Required work | Go line by line through the data below and count those with the string "summary". Give the number only.

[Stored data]
= = = = = = =

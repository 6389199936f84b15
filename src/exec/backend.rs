// src/exec/backend.rs

//! Pluggable executor backend abstraction.
//!
//! The runtime talks to an `ExecutorBackend` instead of spawning actions
//! itself. This makes it easy to swap in a fake executor in tests while
//! keeping the production executor in [`super::task_runner`].
//!
//! - `RealExecutorBackend` is the default implementation. It runs each
//!   scheduled action on its own Tokio task so independent tasks overlap.
//! - Tests can provide their own `ExecutorBackend` that, for example, records
//!   which tasks were scheduled and directly emits `TaskCompleted` events.

use std::future::Future;
use std::pin::Pin;

use tokio::sync::mpsc;

use crate::dag::ScheduledTask;
use crate::engine::RuntimeEvent;
use crate::errors::Result;

use super::task_runner::run_task;

/// Trait abstracting how scheduled tasks are executed.
pub trait ExecutorBackend: Send {
    /// Dispatch the given tasks for execution.
    ///
    /// Implementations must eventually send exactly one
    /// `RuntimeEvent::TaskCompleted` per dispatched task.
    fn spawn_ready_tasks(
        &mut self,
        tasks: Vec<ScheduledTask>,
    ) -> Pin<Box<dyn Future<Output = Result<()>> + Send + '_>>;
}

/// Real executor backend used in production.
pub struct RealExecutorBackend {
    runtime_tx: mpsc::Sender<RuntimeEvent>,
}

impl RealExecutorBackend {
    /// Create a new real executor backend, wiring it to the given runtime
    /// event sender.
    pub fn new(runtime_tx: mpsc::Sender<RuntimeEvent>) -> Self {
        Self { runtime_tx }
    }
}

impl ExecutorBackend for RealExecutorBackend {
    fn spawn_ready_tasks(
        &mut self,
        tasks: Vec<ScheduledTask>,
    ) -> Pin<Box<dyn Future<Output = Result<()>> + Send + '_>> {
        // Clone the sender so the future doesn't borrow `self` across `await`.
        let tx = self.runtime_tx.clone();

        Box::pin(async move {
            for task in tasks {
                let tx = tx.clone();
                tokio::spawn(run_task(task, tx));
            }
            Ok(())
        })
    }
}
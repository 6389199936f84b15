// tests/integration/watch_rebuild.rs

use std::fs;
use std::path::Path;
use std::sync::Arc;
use std::time::Duration;

use tokio_util::sync::CancellationToken;

use assetdag::orchestrator::BuildOrchestrator;
use assetdag::types::BuildMode;
use assetdag::watch::{spawn_watcher, BindingState, WatchController};
use assetdag_test_utils::{init_tracing, with_timeout, write_file};

const DEBOUNCE: Duration = Duration::from_millis(30);

fn project(root: &Path, toml: &str) -> BuildOrchestrator {
    write_file(root, "Assetdag.toml", toml);
    BuildOrchestrator::from_config_path(&root.join("Assetdag.toml")).unwrap()
}

fn read(root: &Path, rel: &str) -> Option<String> {
    fs::read_to_string(root.join(rel)).ok()
}

async fn wait_for_runs(ctl: &WatchController, binding: &str, runs: u64) {
    with_timeout(async {
        loop {
            if ctl.run_count(binding) == Some(runs) && ctl.state_of(binding) == Some(BindingState::Idle) {
                return;
            }
            tokio::time::sleep(Duration::from_millis(10)).await;
        }
    })
    .await
}

async fn start(orchestrator: &BuildOrchestrator, cancel: &CancellationToken) -> WatchController {
    orchestrator.run_once(BuildMode::Development).await.unwrap();
    let bindings = orchestrator.watch_bindings(BuildMode::Development).unwrap();
    WatchController::start(orchestrator.project_root(), bindings, DEBOUNCE, cancel.clone())
}

const STYLES: &str = r#"
[task.styles]
sources = ["src/SCSS/[!_]*.scss"]
watch = ["src/SCSS/**"]
dest = "css"
"#;

#[tokio::test]
async fn changed_source_is_rebuilt_incrementally() {
    init_tracing();
    let dir = tempfile::tempdir().unwrap();
    let root = dir.path();
    write_file(root, "src/SCSS/main.scss", "v1");
    write_file(root, "src/SCSS/print.scss", "p1");
    let orchestrator = project(root, STYLES);
    let cancel = CancellationToken::new();
    let ctl = start(&orchestrator, &cancel).await;

    write_file(root, "src/SCSS/main.scss", "v2");
    // A stale copy that an incremental run must leave alone.
    write_file(root, "dist/css/print.scss", "untouched");
    assert_eq!(ctl.dispatch("src/SCSS/main.scss"), 1);
    wait_for_runs(&ctl, "styles", 1).await;

    assert_eq!(read(root, "dist/css/main.scss").as_deref(), Some("v2"));
    assert_eq!(read(root, "dist/css/print.scss").as_deref(), Some("untouched"));
    ctl.shutdown().await;
}

#[tokio::test]
async fn unchanged_content_does_not_rebuild_twice() {
    init_tracing();
    let dir = tempfile::tempdir().unwrap();
    let root = dir.path();
    write_file(root, "src/SCSS/main.scss", "v1");
    let orchestrator = project(root, STYLES);
    let cancel = CancellationToken::new();
    let ctl = start(&orchestrator, &cancel).await;

    write_file(root, "src/SCSS/main.scss", "v2");
    ctl.dispatch("src/SCSS/main.scss");
    wait_for_runs(&ctl, "styles", 1).await;

    // Saved again without changes.
    write_file(root, "src/SCSS/main.scss", "v2");
    ctl.dispatch("src/SCSS/main.scss");
    tokio::time::sleep(DEBOUNCE * 5).await;
    wait_for_runs(&ctl, "styles", 1).await;

    ctl.shutdown().await;
}

#[tokio::test]
async fn partial_change_rebuilds_whole_pipeline() {
    init_tracing();
    let dir = tempfile::tempdir().unwrap();
    let root = dir.path();
    write_file(root, "src/SCSS/main.scss", "v1");
    write_file(root, "src/SCSS/_vars.scss", "a");
    let orchestrator = project(root, STYLES);
    let cancel = CancellationToken::new();
    let ctl = start(&orchestrator, &cancel).await;
    assert_eq!(read(root, "dist/css/_vars.scss"), None);

    // Output of main.scss is modified behind the tool's back; only a full
    // run rewrites it.
    write_file(root, "dist/css/main.scss", "stale");
    write_file(root, "src/SCSS/_vars.scss", "b");
    assert_eq!(ctl.dispatch("src/SCSS/_vars.scss"), 1);
    wait_for_runs(&ctl, "styles", 1).await;

    assert_eq!(read(root, "dist/css/main.scss").as_deref(), Some("v1"));
    assert_eq!(read(root, "dist/css/_vars.scss"), None);
    ctl.shutdown().await;
}

#[tokio::test]
async fn deleted_source_removes_its_artifact() {
    init_tracing();
    let dir = tempfile::tempdir().unwrap();
    let root = dir.path();
    write_file(root, "src/SCSS/main.scss", "v1");
    write_file(root, "src/SCSS/old.scss", "old");
    let orchestrator = project(root, STYLES);
    let cancel = CancellationToken::new();
    let ctl = start(&orchestrator, &cancel).await;
    assert_eq!(read(root, "dist/css/old.scss").as_deref(), Some("old"));

    fs::remove_file(root.join("src/SCSS/old.scss")).unwrap();
    ctl.dispatch("src/SCSS/old.scss");
    wait_for_runs(&ctl, "styles", 1).await;

    assert_eq!(read(root, "dist/css/old.scss"), None);
    assert_eq!(read(root, "dist/css/main.scss").as_deref(), Some("v1"));
    ctl.shutdown().await;
}

#[tokio::test]
async fn disabled_watch_creates_no_binding() {
    let dir = tempfile::tempdir().unwrap();
    let orchestrator = project(
        dir.path(),
        r#"
[task.images]
sources = ["src/img/**/*"]
watch = []

[task.html]
sources = ["src/*.html"]
"#,
    );

    let bindings = orchestrator.watch_bindings(BuildMode::Development).unwrap();
    let names: Vec<&str> = bindings.iter().map(|b| b.name()).collect();
    assert_eq!(names, ["html"]);
}

#[tokio::test]
async fn filesystem_events_reach_bindings_and_output_is_ignored() {
    init_tracing();
    let dir = tempfile::tempdir().unwrap();
    let root = dir.path();
    write_file(root, "src/index.html", "<p>v1</p>");
    let orchestrator = project(
        root,
        r#"
[task.html]
sources = ["src/*.html"]
"#,
    );
    let cancel = CancellationToken::new();
    let ctl = Arc::new(start(&orchestrator, &cancel).await);
    let watcher = spawn_watcher(root, "dist", Arc::clone(&ctl), cancel.clone()).unwrap();
    // Let the watcher settle before producing events.
    tokio::time::sleep(Duration::from_millis(100)).await;

    write_file(root, "src/index.html", "<p>v2</p>");
    with_timeout(async {
        while read(root, "dist/index.html").as_deref() != Some("<p>v2</p>") {
            tokio::time::sleep(Duration::from_millis(20)).await;
        }
    })
    .await;

    // The rebuild's own write under dist/ must not start another run.
    tokio::time::sleep(DEBOUNCE * 10).await;
    let runs = ctl.run_count("html").unwrap();
    assert!(runs >= 1);
    tokio::time::sleep(DEBOUNCE * 10).await;
    assert_eq!(ctl.run_count("html"), Some(runs));

    cancel.cancel();
    watcher.stop().await;
    let ctl = Arc::try_unwrap(ctl).unwrap();
    ctl.join().await;
}

#[tokio::test]
async fn cancelled_controller_ignores_changes() {
    let dir = tempfile::tempdir().unwrap();
    let root = dir.path();
    write_file(root, "src/SCSS/main.scss", "v1");
    let orchestrator = project(root, STYLES);
    let cancel = CancellationToken::new();
    let ctl = start(&orchestrator, &cancel).await;

    cancel.cancel();
    assert_eq!(ctl.dispatch("src/SCSS/main.scss"), 0);
    with_timeout(ctl.join()).await;
}

#[cfg(unix)]
#[tokio::test]
async fn stop_during_initial_build_starts_nothing_new() {
    init_tracing();
    let dir = tempfile::tempdir().unwrap();
    let root = dir.path();
    write_file(root, "src/one/a.txt", "a");
    write_file(root, "src/two/b.txt", "b");
    let orchestrator = project(
        root,
        r#"
[task.one]
sources = ["src/one/*.txt"]
stages = [{ kind = "command", name = "slow", cmd = "sleep 0.5; cat" }]

[task.two]
sources = ["src/two/*.txt"]
after = ["one"]
stages = [{ kind = "command", name = "slow", cmd = "sleep 0.5; cat" }]
"#,
    );

    let cancel = CancellationToken::new();
    let stopper = {
        let cancel = cancel.clone();
        tokio::spawn(async move {
            tokio::time::sleep(Duration::from_millis(150)).await;
            cancel.cancel();
        })
    };

    let summary = with_timeout(orchestrator.run_watch(cancel)).await.unwrap();
    stopper.await.unwrap();

    assert!(summary.result_for("one").unwrap().is_success());
    assert_eq!(
        summary.result_for("two").unwrap().status,
        assetdag::engine::TaskStatus::Cancelled
    );
    assert_eq!(read(root, "dist/a.txt").as_deref(), Some("a"));
    assert!(!root.join("dist/b.txt").exists());
}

= = = = = = =

Expected answer | 3